Ravik’s boots clicked softly against the stone as he crossed the room. “Not usually in the king’s solar.”
She smiled—barely. “I wasn’t aware you’d begun monitoring my study schedule.”
He moved across the chamber with that same efficiency she’d known since childhood. Precise, unreadable, and without a hint of indulgence. He carried a silver tray stacked with fresh reports and placed it on the carved stand near her father’s chair. That was the ritual. That tray was his altar. Anything Ravik deemed worthy of the king’s eyes was placed there, without exception.
“I monitor everything that passes through this room. Including who lingers in it.”
Her eyes flicked toward the tray. “Then you know I’m here to study.”
She could feel him behind her, not close, but present. Like a shadow cast from a colder sun. His attention was on her, sharp and assessing.
“Do you intend to study the king’s reports before he’s read them?”
“If I were to read them, Marshal, I assure you it would be with the full intent of better understanding the matters of this realm.”
“Understanding,” Ravik echoed. “An admirable goal. Provided one is prepared for what that understanding might cost.”
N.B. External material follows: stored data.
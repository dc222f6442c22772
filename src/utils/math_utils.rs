//! Small numerical helpers shared by all analysis stages.
use kahan::KahanSummator;

use crate::error::{DfError, DfResult};
use nalgebra::DVector;

#[must_use]
pub const fn usize_to_f64(value: usize) -> f64 {
    #[allow(clippy::cast_precision_loss)]
    let newval = value as f64;
    newval
}

#[must_use]
pub const fn f64_to_usize(value: f64) -> usize {
    #[allow(clippy::cast_possible_truncation)]
    #[allow(clippy::cast_sign_loss)]
    let newval = value as usize;
    newval
}

/// Creates a linearly spaced Vector from start to end with `num` points
///
/// # Errors
/// This function will return an error if `num` is smaller than 2 or if the borders are not finite.
pub fn linspace(start: f64, end: f64, num: usize) -> DfResult<DVector<f64>> {
    if num < 2 {
        return Err(DfError::Signal(
            "linspace needs at least two points".into(),
        ));
    }
    if !start.is_finite() || !end.is_finite() {
        return Err(DfError::Signal("linspace borders must be finite".into()));
    }
    let step = (end - start) / usize_to_f64(num - 1);
    Ok(DVector::from_fn(num, |i, _| {
        if i == num - 1 {
            end
        } else {
            usize_to_f64(i).mul_add(step, start)
        }
    }))
}

/// Compensated sum of the given values.
#[must_use]
pub fn kahan_sum(values: &[f64]) -> f64 {
    values.iter().kahan_sum().sum()
}

/// Arithmetic mean of the finite values. Returns `None` if there are no finite values.
#[must_use]
pub fn finite_mean(values: &[f64]) -> Option<f64> {
    let finite: Vec<f64> = values.iter().copied().filter(|v| v.is_finite()).collect();
    if finite.is_empty() {
        None
    } else {
        Some(kahan_sum(&finite) / usize_to_f64(finite.len()))
    }
}

/// Median of the finite values. Returns `None` if there are no finite values.
#[must_use]
pub fn finite_median(values: &[f64]) -> Option<f64> {
    let mut finite: Vec<f64> = values.iter().copied().filter(|v| v.is_finite()).collect();
    if finite.is_empty() {
        return None;
    }
    finite.sort_unstable_by(f64::total_cmp);
    let mid = finite.len() / 2;
    if finite.len() % 2 == 0 {
        Some(0.5 * (finite[mid - 1] + finite[mid]))
    } else {
        Some(finite[mid])
    }
}

/// Trapezoidal integral of equally spaced samples with unit spacing.
#[must_use]
pub fn trapz(values: &[f64]) -> f64 {
    let pairs: Vec<f64> = values.windows(2).map(|w| 0.5 * (w[0] + w[1])).collect();
    kahan_sum(&pairs)
}

/// Index of the largest value. NaN values are ignored, the first index wins on ties.
#[must_use]
pub fn argmax(values: &[f64]) -> Option<usize> {
    values
        .iter()
        .enumerate()
        .filter(|(_, v)| !v.is_nan())
        .fold(None, |best: Option<(usize, f64)>, (i, v)| match best {
            Some((_, b)) if b >= *v => best,
            _ => Some((i, *v)),
        })
        .map(|(i, _)| i)
}

/// Index of the smallest value. NaN values are ignored, the first index wins on ties.
#[must_use]
pub fn argmin(values: &[f64]) -> Option<usize> {
    values
        .iter()
        .enumerate()
        .filter(|(_, v)| !v.is_nan())
        .fold(None, |best: Option<(usize, f64)>, (i, v)| match best {
            Some((_, b)) if b <= *v => best,
            _ => Some((i, *v)),
        })
        .map(|(i, _)| i)
}

/// Index of the axis value closest to `value`.
///
/// Returns 0 for an empty axis.
#[must_use]
pub fn nearest_index(axis: &[f64], value: f64) -> usize {
    let distances: Vec<f64> = axis.iter().map(|x| (x - value).abs()).collect();
    argmin(&distances).unwrap_or_default()
}

/// One-dimensional linear interpolation on an ascending axis.
///
/// Values outside the axis are clamped to the first / last sample.
/// Returns NaN for empty input.
#[must_use]
pub fn interp(x: f64, xp: &[f64], fp: &[f64]) -> f64 {
    let n = xp.len().min(fp.len());
    if n == 0 {
        return f64::NAN;
    }
    if x <= xp[0] {
        return fp[0];
    }
    if x >= xp[n - 1] {
        return fp[n - 1];
    }
    let upper = xp[..n].partition_point(|v| *v <= x);
    let lower = upper - 1;
    let dx = xp[upper] - xp[lower];
    if dx == 0.0 {
        return fp[lower];
    }
    let frac = (x - xp[lower]) / dx;
    frac.mul_add(fp[upper] - fp[lower], fp[lower])
}

#[cfg(test)]
mod test {
    use super::*;
    use approx::assert_abs_diff_eq;

    #[test]
    fn usize_to_f64_test() {
        assert_eq!(usize_to_f64(0), 0.0);
        assert_eq!(usize_to_f64(42), 42.0);
    }
    #[test]
    fn f64_to_usize_test() {
        assert_eq!(f64_to_usize(2.9), 2);
        assert_eq!(f64_to_usize(-1.0), 0);
    }
    #[test]
    fn linspace_test() {
        assert!(linspace(0.0, 1.0, 1).is_err());
        assert!(linspace(f64::NAN, 1.0, 3).is_err());
        let l = linspace(-2.7, 2.7, 11).unwrap();
        assert_eq!(l.len(), 11);
        assert_abs_diff_eq!(l[0], -2.7);
        assert_abs_diff_eq!(l[5], 0.0, epsilon = 1e-12);
        assert_abs_diff_eq!(l[10], 2.7);
    }
    #[test]
    fn mean_and_median() {
        assert_eq!(finite_mean(&[]), None);
        assert_eq!(finite_mean(&[f64::NAN]), None);
        assert_abs_diff_eq!(finite_mean(&[1.0, f64::NAN, 3.0]).unwrap(), 2.0);
        assert_abs_diff_eq!(finite_median(&[5.0, 1.0, 3.0]).unwrap(), 3.0);
        assert_abs_diff_eq!(finite_median(&[4.0, 1.0, 3.0, 2.0]).unwrap(), 2.5);
    }
    #[test]
    fn trapz_test() {
        assert_eq!(trapz(&[]), 0.0);
        assert_eq!(trapz(&[1.0]), 0.0);
        assert_abs_diff_eq!(trapz(&[0.0, 1.0, 2.0]), 2.0);
    }
    #[test]
    fn arg_extrema() {
        assert_eq!(argmax(&[]), None);
        assert_eq!(argmax(&[f64::NAN, 1.0, 3.0, 3.0, 2.0]), Some(2));
        assert_eq!(argmin(&[4.0, 1.0, f64::NAN, 1.0]), Some(1));
        assert_eq!(nearest_index(&[400.0, 401.0, 402.0], 401.4), 1);
        assert_eq!(nearest_index(&[], 401.4), 0);
    }
    #[test]
    fn interp_test() {
        let xp = [0.0, 1.0, 2.0];
        let fp = [0.0, 10.0, 30.0];
        assert_abs_diff_eq!(interp(-1.0, &xp, &fp), 0.0);
        assert_abs_diff_eq!(interp(0.5, &xp, &fp), 5.0);
        assert_abs_diff_eq!(interp(1.5, &xp, &fp), 20.0);
        assert_abs_diff_eq!(interp(3.0, &xp, &fp), 30.0);
        assert!(interp(1.0, &[], &[]).is_nan());
    }
}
“I’m always prepared to pay the cost.”
Ravik inclined his head, his gaze lingered on the scroll stack she just shuffled. “Then I trust you’ll know when to be patient. And when not to overstep.”
Evelyne smiled again though her palm trembled. “Of course.”
She stood and crossed the room. At the threshold, she paused, her hand resting lightly on the doorframe.
“Thank you for the use of the solar, Marshal,” she said, voice smooth, each syllable carefully measured. “Your diligence in keeping it so well ordered is reassuring.”
“I’m glad it meets Your Highness’s expectations,” he replied evenly. “Do let me know if I ever fall short of them.”
“I’m sure you won’t.”
With that, she stepped out, the door closing behind her with a soft, decisive click.
Outside, she exhaled. Slow, shallow, and strained. Her pulse thudded at the base of her skull. She walked quickly. One foot after the other. But beneath the poise, beneath the practiced calm, something in her still throbbed.
A phantom echo of blood on marble.
Of a sigil carved in flesh.
She pressed a hand to her ribs as if to cage it in, but it pulsed anyway—her body remembering what her mind refused to say aloud:
You saw it again.
And you are not safe.
Chapter 14
Cedric was in his assigned servants’ room, which generously earned the title only if one stretched the definition of “room” to include a glorified broom closet with a cot, a chair that squeaked like it was haunted, and exactly one window. Compared to the clean, modest luxury of Varantia’s quarters, this place felt more like a supply cupboard that had been given a pity bed.
Still—he’d managed. His shirts were folded, his belt hung with habitual neatness, and his carving knives gleamed in an orderly row beside a growing army of whittled figures lined along the windowsill: wolves, stags, one highly questionable eagle, and a smug-looking feline that absolutely resembled Alaric on purpose.